TASK DESCRIPTION: Please copy every line below that contains the string "Removes".

*** Begin section ***

impl<K, V, C, A: Augment> RawRBTree<K, V, C, A> {
    /// Runs `hook` against the augmentation with a view of the current shape.
    fn notify<F>(&mut self, hook: F)
    where
        F: FnOnce(&mut A, &TreeView<'_, K, V>),
    {
        let view = TreeView {
            links: &self.links,
            entries: &self.entries,
            root: self.root,
        };
        hook(&mut self.augment, &view);
    }

    //     x               y
    //    / \             / \
    //   a   y    =>     x   c
    //      / \         / \
    //     b   c       a   b
    fn rotate_left(&mut self, x: Handle) {
        let y = self.right(x);
        debug_assert!(!y.is_nil(), "rotate_left requires a right child");

        let b = self.left(y);
        self.link_mut(x).right = b;
        if !b.is_nil() {
            self.link_mut(b).parent = x;
        }

        let p = self.parent(x);
        self.link_mut(y).parent = p;
        self.replace_child(p, x, y);

        self.link_mut(y).left = x;
        self.link_mut(x).parent = y;

        self.notify(|augment, tree| augment.on_rotated(tree, x, y));
    }

    //       y           x
    //      / \         / \
    //     x   c  =>   a   y
    //    / \             / \
    //   a   b           b   c
    fn rotate_right(&mut self, y: Handle) {
        let x = self.left(y);
        debug_assert!(!x.is_nil(), "rotate_right requires a left child");

        let b = self.right(x);
        self.link_mut(y).left = b;
        if !b.is_nil() {
            self.link_mut(b).parent = y;
        }

        let p = self.parent(y);
        self.link_mut(x).parent = p;
        self.replace_child(p, y, x);

        self.link_mut(x).right = y;
        self.link_mut(y).parent = x;

        self.notify(|augment, tree| augment.on_rotated(tree, y, x));
    }

    /// Restores the red-black properties after attaching the red leaf `z`.
    fn insert_fixup(&mut self, mut z: Handle) {
        while self.is_red(self.parent(z)) {
            let p = self.parent(z);
            // `p` is red, so it is not the root and `g` is real.
            let g = self.parent(p);

            if p == self.left(g) {
                let uncle = self.right(g);
                if self.is_red(uncle) {
                    trace!(node = z.slot(), "insert: red uncle, recolor");
                    self.paint(p, Color::Black);
                    self.paint(uncle, Color::Black);
                    self.paint(g, Color::Red);
                    z = g;
                } else {
                    if z == self.right(p) {
                        trace!(node = z.slot(), "insert: inner grandchild, rotate parent");
                        z = p;
                        self.rotate_left(z);
                    }
                    trace!(node = z.slot(), "insert: outer grandchild, rotate grandparent");
                    let p = self.parent(z);
                    let g = self.parent(p);
                    self.paint(p, Color::Black);
                    self.paint(g, Color::Red);
                    self.rotate_right(g);
                }
            } else {
                let uncle = self.left(g);
                if self.is_red(uncle) {
                    trace!(node = z.slot(), "insert: red uncle, recolor");
                    self.paint(p, Color::Black);
                    self.paint(uncle, Color::Black);
                    self.paint(g, Color::Red);
                    z = g;
                } else {
                    if z == self.left(p) {
                        trace!(node = z.slot(), "insert: inner grandchild, rotate parent");
                        z = p;
                        self.rotate_right(z);
                    }
                    trace!(node = z.slot(), "insert: outer grandchild, rotate grandparent");
                    let p = self.parent(z);
                    let g = self.parent(p);
                    self.paint(p, Color::Black);
                    self.paint(g, Color::Red);
                    self.rotate_left(g);
                }
            }
        }

        let root = self.root;
        self.paint(root, Color::Black);
    }

    /// Unlinks and frees `z`, returning its entry.
    pub(crate) fn remove_handle(&mut self, z: Handle) -> (K, V) {
        // A node with two children trades entries with its successor, which has no left
        // child, and the successor's node is the one spliced out.
        let y = if self.left(z).is_nil() || self.right(z).is_nil() {
            z
        } else {
            let y = self.minimum(self.right(z));
            self.entries.swap(z, y);
            y
        };

        self.notify(|augment, tree| augment.on_removing(tree, y));

        let x = if self.left(y).is_nil() {
            self.right(y)
        } else {
            self.left(y)
        };
        let x_parent = self.parent(y);
        if !x.is_nil() {
            self.link_mut(x).parent = x_parent;
        }
        self.replace_child(x_parent, y, x);

        let removed_color = self.color(y);
        self.links[y.slot()] = SENTINEL;
        let entry = self.entries.take(y);
        self.len -= 1;
        debug_assert_eq!(self.entries.len(), self.len, "arena and tree disagree on length");

        if removed_color == Color::Black {
            self.remove_fixup(x, x_parent);
        }

        entry.into_pair()
    }

    /// Restores the red-black properties after a black node was spliced out above `x`.
    ///
    /// `x` may be `NIL`, whose parent link is meaningless, so its parent is tracked separately.
    fn remove_fixup(&mut self, mut x: Handle, mut parent: Handle) {
        while x != self.root && self.is_black(x) {
            if x == self.left(parent) {
                let mut w = self.right(parent);
                if self.is_red(w) {
                    trace!(node = parent.slot(), "remove: red sibling, rotate parent");
                    self.paint(w, Color::Black);
                    self.paint(parent, Color::Red);
                    self.rotate_left(parent);
                    w = self.right(parent);
                }
                if self.is_black(self.left(w)) && self.is_black(self.right(w)) {
                    trace!(node = parent.slot(), "remove: black nephews, move up");
                    self.paint(w, Color::Red);
                    x = parent;
                    parent = self.parent(x);
                } else {
                    if self.is_black(self.right(w)) {
                        trace!(node = w.slot(), "remove: near nephew red, rotate sibling");
                        let near = self.left(w);
                        self.paint(near, Color::Black);
                        self.paint(w, Color::Red);
                        self.rotate_right(w);
                        w = self.right(parent);
                    }
                    trace!(node = parent.slot(), "remove: far nephew red, rotate parent");
                    let parent_color = self.color(parent);
                    self.paint(w, parent_color);
                    self.paint(parent, Color::Black);
                    let far = self.right(w);
                    self.paint(far, Color::Black);
                    self.rotate_left(parent);
                    x = self.root;
                }
            } else {
                let mut w = self.left(parent);
                if self.is_red(w) {
                    trace!(node = parent.slot(), "remove: red sibling, rotate parent");
                    self.paint(w, Color::Black);
                    self.paint(parent, Color::Red);
                    self.rotate_right(parent);
                    w = self.left(parent);
                }
                if self.is_black(self.right(w)) && self.is_black(self.left(w)) {
                    trace!(node = parent.slot(), "remove: black nephews, move up");
                    self.paint(w, Color::Red);
                    x = parent;
                    parent = self.parent(x);
                } else {
                    if self.is_black(self.left(w)) {
                        trace!(node = w.slot(), "remove: near nephew red, rotate sibling");
                        let near = self.right(w);
                        self.paint(near, Color::Black);
                        self.paint(w, Color::Red);
                        self.rotate_left(w);
                        w = self.left(parent);
                    }
                    trace!(node = parent.slot(), "remove: far nephew red, rotate parent");
                    let parent_color = self.color(parent);
                    self.paint(w, parent_color);
                    self.paint(parent, Color::Black);
                    let far = self.left(w);
                    self.paint(far, Color::Black);
                    self.rotate_right(parent);
                    x = self.root;
                }
            }
        }

        if !x.is_nil() {
            self.paint(x, Color::Black);
        }
    }

    /// Removes and returns the smallest entry.
    pub(crate) fn pop_first(&mut self) -> Option<(K, V)> {
        let h = self.first();
        (!h.is_nil()).then(|| self.remove_handle(h))
    }

    /// Removes and returns the largest entry.
    pub(crate) fn pop_last(&mut self) -> Option<(K, V)> {
        let h = self.last();
        (!h.is_nil()).then(|| self.remove_handle(h))
    }

    /// Keeps only the entries for which `f` returns `true`.
    pub(crate) fn retain<F>(&mut self, mut f: F)
    where
        F: FnMut(&K, &mut V) -> bool,
    {
        let mut doomed: Vec<Handle> = Vec::new();
        let mut h = self.first();
        while !h.is_nil() {
            let (key, value) = self.key_value_mut(h);
            if !f(key, value) {
                doomed.push(h);
            }
            h = self.next(h);
        }

        // Largest first: removing a node only relocates its successor's entry, and every
        // pending handle is smaller, so none of them move.
        for h in doomed.into_iter().rev() {
            drop(self.remove_handle(h));
        }
    }

    /// Inserts `key`, overwriting the value of an equal key only when `replace` is set.
    pub(crate) fn insert(&mut self, key: K, value: V, replace: bool) -> InsertResult<V>
    where
        C: Compare<K>,
    {
        let mut parent = Handle::NIL;
        let mut x = self.root;
        let mut ordering = Ordering::Equal;

        while !x.is_nil() {
            parent = x;
            ordering = self.compare.compare(&key, self.key(x));
            match ordering {
                Ordering::Less => x = self.left(x),
                Ordering::Greater => x = self.right(x),
                Ordering::Equal if replace => {
                    let old = mem::replace(&mut self.entries.get_mut(x).value, value);
                    return InsertResult::Replaced(old);
                }
                Ordering::Equal => return InsertResult::Rejected,
            }
        }

        let node = self.alloc(key, value, parent);
        if parent.is_nil() {
            self.root = node;
        } else if ordering == Ordering::Less {
            self.link_mut(parent).left = node;
        } else {
            self.link_mut(parent).right = node;
        }
        self.len += 1;

        self.notify(|augment, tree| augment.on_inserted(tree, node));
        self.insert_fixup(node);
        InsertResult::Inserted
    }

    /// Removes `key` and returns its entry, or `None` if it is absent.
    pub(crate) fn remove_entry<Q>(&mut self, key: &Q) -> Option<(K, V)>
    where
        K: Borrow<Q>,
        Q: ?Sized,
        C: Compare<Q>,
    {
        let h = self.find(key);
        (!h.is_nil()).then(|| self.remove_handle(h))
    }
}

*** End section ***

EXERCISE OUTPUT:
    /// Removes and returns the smallest entry.
    /// Removes and returns the largest entry.
    /// Removes `key` and returns its entry, or `None` if it is absent.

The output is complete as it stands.